Repository Overview (Code):
Scraping and parsing for matches (including ball-by-ball match details), individual player rankings and player name
mappings are performed in scripts located in cricstat.etl
. These are saved to a local MySQL database.
Prior to re-training, new data must be synchronised from various online sources and linked by MatchId in the database.
This is performed by running run_daily_process.sh
, which calls various webscrapers..
Ingestion and linking Market pricing from betfair to above matches in databse from historical data is
performed in marketdata.parse_betfair_historical.py
ELO model is build from match data in cricstat.train_elo_model
and ML model trained in cricstat.train_model
. A
simple command line interface for live trading is at cricstat.livetrading.cli_trade_interface
. This repository does not contain any fully automated trading code.
Explanation:
Before We Start Though – How Good is the Market at Predicting a Match Result?
Taking every international ODI match for which pricing is available (~4 years for Mens ODI cricket) and calculating the log loss of the implied probabilities versus actual winner yields 0.63. If we can built a predictive model which has a lower log loss than this, then in theory we are in general better than the market and can make profits in the long run by backing undervalued teams and laying overvalued teams. In reality there are additional factors which need to be taken into account such as transaction costs (the exchanges commision) and the liquidity of the market.

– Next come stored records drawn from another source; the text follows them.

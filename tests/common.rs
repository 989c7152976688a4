//! Test utilities & fixtures.
//! The story fixtures live under `tests/fixtures/stories`; tests that load or
//! modify them work on a temp copy.

use std::fs;
use std::path::{Path, PathBuf};

use shadowtext::adventure::{CommandEngine, GameSession, Loader, Response};

/// Return the path to the static fixture directory.
pub fn fixture_root() -> PathBuf {
    Path::new(env!("CARGO_MANIFEST_DIR"))
        .join("tests")
        .join("fixtures")
}

pub fn copy_tree(from: &Path, to: &Path) {
    fs::create_dir_all(to).unwrap();
    for entry in fs::read_dir(from).unwrap() {
        let entry = entry.unwrap();
        let target = to.join(entry.file_name());
        if entry.file_type().unwrap().is_dir() {
            copy_tree(&entry.path(), &target);
        } else {
            fs::copy(entry.path(), &target).unwrap();
        }
    }
}

/// Writable copy of the fixtures: `<tmp>/stories/manor` and an empty
/// `<tmp>/saves`.
pub fn writable_fixture() -> tempfile::TempDir {
    let tmp = tempfile::tempdir().expect("tempdir");
    copy_tree(&fixture_root().join("stories"), &tmp.path().join("stories"));
    fs::create_dir_all(tmp.path().join("saves")).unwrap();
    tmp
}

#[allow(dead_code)]
pub fn manor_dir(tmp: &tempfile::TempDir) -> PathBuf {
    tmp.path().join("stories").join("manor")
}

#[allow(dead_code)]
pub fn room_file(story_dir: &Path, room_id: &str) -> PathBuf {
    story_dir
        .join("worlds/w1/r1/z1/rooms")
        .join(format!("{}.json", room_id))
}

/// Loader reading straight from the story package of the fixture copy.
#[allow(dead_code)]
pub fn manor_loader(tmp: &tempfile::TempDir) -> Loader {
    Loader::new(manor_dir(tmp))
}

#[allow(dead_code)]
pub fn session(tmp: &tempfile::TempDir) -> GameSession {
    GameSession::new(tmp.path().join("stories"), tmp.path().join("saves"))
}

/// Execute one line, panicking only on the errors the engine hands back.
#[allow(dead_code)]
pub fn run(engine: &mut CommandEngine, session: &mut GameSession, line: &str) -> Response {
    engine
        .execute(session, line)
        .unwrap_or_else(|e| panic!("'{}' returned an error: {}", line, e))
}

For the purposes of this simulation we use the final pre-match pricing available (usually a second or so before the match begins) First, lets see what would happen if we just bet according to market odds[2] to get an indication of how tight this market is using a fixed bet size each time:
Alternatively, consider a purely random bettor, who chooses which team to bet on based on a 50/50 coinflip.
Pretty good, even with Betfair’s 5% commision on winning bets, this market is quite efficient, with the mean P&L of these simulations being very close to zero. As expected, playing this market in this way is not exactly a good idea for profitibility, however it is a much tighter market than I would have expected. P&L is roughly symmetrical around 0. The distribution of terminal income is roughly Gaussian as one would since these are effectively summations of many bernoulli trials.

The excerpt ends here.